Experiment Tracking, Model Registry & Reproducibility

24 min

The reproducibility crisis in ML is real. A 2019 NeurIPS reproducibility study found that only 56% of papers provided enough detail to reproduce their results. In production ML, the problem is worse: teams routinely cannot reproduce a model they trained six months ago because nobody recorded which dataset version, which hyperparameters, or which environment produced it. Experiment tracking is the discipline of recording everything — and MLflow is the standard tool for doing it.

What the Reproducibility Crisis Looks Like

A colleague hands you a model file and says "this is our best churn model, can you retrain it on the new data?" You open the repository and find a Jupyter notebook.
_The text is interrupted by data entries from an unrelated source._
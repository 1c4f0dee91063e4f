//! Casing helpers: detecting a word's case category and re-applying it.
use smol_str::SmolStr;

/// Lower-cases every character.
#[inline(always)]
pub fn lower_case(s: &str) -> SmolStr {
    s.chars()
        .map(|c| c.to_lowercase().collect::<String>())
        .collect::<SmolStr>()
}

/// Upper-cases every character.
#[inline(always)]
pub fn upper_case(s: &str) -> SmolStr {
    s.chars()
        .map(|c| c.to_uppercase().collect::<String>())
        .collect::<SmolStr>()
}

/// Upper-cases the first character and lower-cases the rest.
#[inline(always)]
pub fn capitalize(s: &str) -> SmolStr {
    let mut c = s.chars();
    match c.next() {
        None => SmolStr::new(""),
        Some(f) => SmolStr::from(f.to_uppercase().collect::<String>() + lower_case(c.as_str()).as_str()),
    }
}

#[derive(Debug, Copy, Clone, PartialEq, Eq)]
enum Case {
    Upper,
    Lower,
    Neither,
}

impl Case {
    #[inline(always)]
    fn new(ch: char) -> Case {
        if ch.is_lowercase() {
            Case::Lower
        } else if ch.is_uppercase() {
            Case::Upper
        } else {
            Case::Neither
        }
    }
}

/// True when the word has at least one cased letter and none of them is lower-case.
pub fn is_all_caps(word: &str) -> bool {
    let mut has_upper = false;

    for ch in word.chars() {
        match Case::new(ch) {
            Case::Lower => return false,
            Case::Upper => has_upper = true,
            Case::Neither => {}
        }
    }

    has_upper
}

/// True when the first letter is upper-case and every later letter is lower-case.
pub fn is_title_case(word: &str) -> bool {
    let mut cased = word.chars().map(Case::new).filter(|c| *c != Case::Neither);

    match cased.next() {
        Some(Case::Upper) => cased.all(|c| c == Case::Lower),
        _ => false,
    }
}

/// The casing pattern of a source word, re-applied to its replacement.
#[derive(Debug, Clone, Copy, PartialEq, Eq)]
pub enum CaseMutation {
    /// First letter upper-case, the rest lower-case
    FirstCaps,
    /// Every letter upper-case
    AllCaps,
    /// Left as the dictionary spells it
    None,
}

impl CaseMutation {
    /// The pattern of `word`.
    pub fn of(word: &str) -> CaseMutation {
        if is_all_caps(word) {
            CaseMutation::AllCaps
        } else if is_title_case(word) {
            CaseMutation::FirstCaps
        } else {
            CaseMutation::None
        }
    }

    /// Rewrites `word` in this pattern.
    pub fn apply(self, word: &str) -> SmolStr {
        match self {
            CaseMutation::AllCaps => upper_case(word),
            CaseMutation::FirstCaps => capitalize(word),
            CaseMutation::None => SmolStr::new(word),
        }
    }
}

/// Gives `corrected` the case category of `original`.
///
/// Dictionary corrections are lower-case, so a lower-case or mixed-case
/// original leaves `corrected` as is.
pub fn preserve_case(original: &str, corrected: &str) -> SmolStr {
    CaseMutation::of(original).apply(corrected)
}
//! Which words are never corrected.
use super::case_handling::is_all_caps;
use crate::constants::MIN_WORD_LEN;

/// Whether a word is exempt from correction: shorter than three characters,
/// containing a digit, or written entirely in capitals (an acronym).
pub fn should_ignore(word: &str) -> bool {
    word.chars().count() < MIN_WORD_LEN || word.chars().any(char::is_numeric) || is_all_caps(word)
}

#[cfg(test)]
mod tests {
    use super::*;

    #[test]
    fn ignore_policy() {
        assert!(should_ignore("AI"));
        assert!(should_ignore("a1b"));
        assert!(should_ignore("to"));
        assert!(!should_ignore("house"));
    }

    #[test]
    fn acronyms_of_any_length() {
        assert!(should_ignore("NASA"));
        assert!(!should_ignore("Nasa"));
    }

    #[test]
    fn length_counts_characters() {
        assert!(!should_ignore("été"));
        assert!(should_ignore("é"));
        assert!(should_ignore(""));
    }

    #[test]
    fn any_digit() {
        assert!(should_ignore("mp3player"));
        assert!(should_ignore("2nd"));
        assert!(should_ignore("abc٣"));
    }
}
The notebook has no record of which dataset was used, the hyperparameters are hardcoded without comments, the random seed is not set, the environment is Python 3.9 (you have 3.11), and the last cell output is from five months ago.
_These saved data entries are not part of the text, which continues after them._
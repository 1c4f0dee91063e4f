//! A controller and its buffer, safe to feed from several threads.
use parking_lot::Mutex;

use super::{DisplayUpdate, KeyEvent, LiveController};
use crate::buffer::TextBuffer;
use crate::dictionary::Dictionary;

/// Owns a buffer and applies keystrokes to it one at a time.
///
/// Typing a key edits the buffer and runs the controller under a single
/// lock, so at most one keystroke, and one word replacement, is in flight.
pub struct Session<D, B> {
    controller: LiveController<D>,
    buffer: Mutex<B>,
}

impl<D: Dictionary, B: TextBuffer> Session<D, B> {
    /// Starts a session over `buffer`.
    pub fn new(controller: LiveController<D>, buffer: B) -> Session<D, B> {
        Session {
            controller,
            buffer: Mutex::new(buffer),
        }
    }

    /// Applies the key to the buffer at the cursor, then handles it.
    ///
    /// `BackSpace` removes the character before the cursor; keys carrying
    /// a printable character, whitespace included, insert it. Other keys
    /// leave the text alone.
    pub fn type_key(&self, event: &KeyEvent) -> DisplayUpdate {
        let mut buffer = self.buffer.lock();
        let cursor = buffer.cursor_offset();

        match event.ch {
            _ if event.key == "BackSpace" => {
                if cursor > 0 {
                    buffer.delete(cursor - 1..cursor);
                }
            }
            Some('\r') => buffer.insert(cursor, "\n"),
            Some(ch) if ch.is_whitespace() || !ch.is_control() => {
                buffer.insert(cursor, ch.encode_utf8(&mut [0; 4]))
            }
            _ => {}
        }

        self.controller.on_keystroke(&mut *buffer, event)
    }

    /// Types every character of `text`, returning one update per character.
    pub fn type_str(&self, text: &str) -> Vec<DisplayUpdate> {
        text.chars()
            .map(|ch| self.type_key(&KeyEvent::from_char(ch)))
            .collect()
    }

    /// Runs `f` with the buffer locked.
    pub fn with_buffer<R>(&self, f: impl FnOnce(&B) -> R) -> R {
        f(&self.buffer.lock())
    }

    /// The controller handling keystrokes.
    pub fn controller(&self) -> &LiveController<D> {
        &self.controller
    }

    /// Ends the session, returning the buffer.
    pub fn into_buffer(self) -> B {
        self.buffer.into_inner()
    }
}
This is not a hypothetical. It is the default state of most ML teams before they invest in experiment tracking. The cost is real: retraining takes a week of archaeology instead of an hour.

What Needs to Be Tracked

Every experiment must capture six categories of information:

Code version: the Git SHA of the code that produced the run. Without this, you cannot go back and re-run with the same logic.
Data version: the DVC hash or S3 URI + etag of the training and validation datasets. Data changes silently; without versioning you cannot know what the model was trained on.
Hyperparameters: every configuration parameter that affects training — learning rate, batch size, architecture choices, regularisation, random seeds.
Metrics: training and validation metrics at every epoch (for time-series), plus final evaluation metrics on the held-out test set.
Artifacts: the model file, confusion matrix plots, feature importance plots, SHAP values — everything that characterises what the model learned.
Environment: Python version, library versions (requirements.txt or conda.yaml), OS, GPU type.

MLflow Tracking

MLflow Tracking is a lightweight logging API that runs in any Python script, notebook, or training job.

python

import mlflow
import mlflow.sklearn
import mlflow.xgboost
import pandas as pd
import numpy as np
from xgboost import XGBClassifier
from sklearn.metrics import roc_auc_score
import subprocess, os

# Point MLflow at a tracking server (or use local ./mlruns directory)
mlflow.set_tracking_uri("http://localhost:5000")   # or "sqlite:///mlflow.db"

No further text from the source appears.